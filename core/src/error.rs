use thiserror::Error;

/// Classified playback failure reported by the player binding.
#[derive(Debug, Clone, PartialEq, Error)]
pub enum PlaybackError {
    #[error("Format unsupported/URL invalid.")]
    UnsupportedFormat,
    #[error("Network error.")]
    Network,
    #[error("Video decoding error (corrupted?).")]
    Decode,
    #[error("Error: {message} (Code: {})", code.map_or_else(|| "N/A".to_string(), |c| c.to_string()))]
    Unknown { message: String, code: Option<i32> },
    #[error("Unknown error.")]
    Unspecified,
}

impl PlaybackError {
    /// Classify a raw error code and message the way media elements report them:
    /// code 4 (or a MEDIA_SRC message) is a source problem, 2 is network, 3 is decode.
    pub fn classify(code: Option<i32>, message: Option<&str>) -> Self {
        let message = message.map(str::trim).filter(|m| !m.is_empty());
        match (code, message) {
            (Some(4), _) => Self::UnsupportedFormat,
            (_, Some(m)) if m.contains("MEDIA_SRC") => Self::UnsupportedFormat,
            (Some(2), _) => Self::Network,
            (Some(3), _) => Self::Decode,
            (code, Some(m)) => Self::Unknown {
                message: m.to_string(),
                code,
            },
            (_, None) => Self::Unspecified,
        }
    }
}

/// A user action (download, copy, external launch) that failed without
/// affecting playback.
#[derive(Debug, Error)]
pub enum ActionError {
    #[error("No valid link.")]
    InvalidLink,
    #[error("Unknown player type: {0}")]
    UnknownPlayer(String),
    #[error("Failed to open {0}. Try copy link.")]
    LaunchFailed(String),
    #[error("Copy failed.")]
    CopyFailed,
    #[error("Download failed: {0}")]
    DownloadFailed(String),
}

#[derive(Debug, Error)]
pub enum WatchError {
    #[error("Video source URL is missing or invalid: {0}")]
    SourceInvalid(String),
    #[error("{0}")]
    PlayerUnavailable(String),
    #[error(transparent)]
    Playback(#[from] PlaybackError),
    #[error(transparent)]
    Action(#[from] ActionError),
    #[error("config error: {0}")]
    Config(String),
    #[error(transparent)]
    Io(#[from] std::io::Error),
}

pub type Result<T, E = WatchError> = std::result::Result<T, E>;

#[cfg(test)]
mod tests {
    use super::*;

    #[test]
    fn test_classify_known_codes() {
        assert_eq!(PlaybackError::classify(Some(4), None), PlaybackError::UnsupportedFormat);
        assert_eq!(PlaybackError::classify(Some(2), Some("timeout")), PlaybackError::Network);
        assert_eq!(PlaybackError::classify(Some(3), None), PlaybackError::Decode);
        assert_eq!(
            PlaybackError::classify(None, Some("MEDIA_SRC_NOT_SUPPORTED")),
            PlaybackError::UnsupportedFormat
        );
    }

    #[test]
    fn test_classify_unknown_keeps_message() {
        let err = PlaybackError::classify(Some(7), Some("boom"));
        assert_eq!(err.to_string(), "Error: boom (Code: 7)");

        let err = PlaybackError::classify(None, Some("boom"));
        assert_eq!(err.to_string(), "Error: boom (Code: N/A)");

        assert_eq!(PlaybackError::classify(None, Some("  ")).to_string(), "Unknown error.");
    }
}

--*--

> **Exercise directions**
Filter the entries above down to the lines that hold the word "UnsupportedFormat", and copy those lines.

> **Solution to the problem**
    UnsupportedFormat,
            (Some(4), _) => Self::UnsupportedFormat,
            (_, Some(m)) if m.contains("MEDIA_SRC") => Self::UnsupportedFormat,
        assert_eq!(PlaybackError::classify(Some(4), None), PlaybackError::UnsupportedFormat);
            PlaybackError::UnsupportedFormat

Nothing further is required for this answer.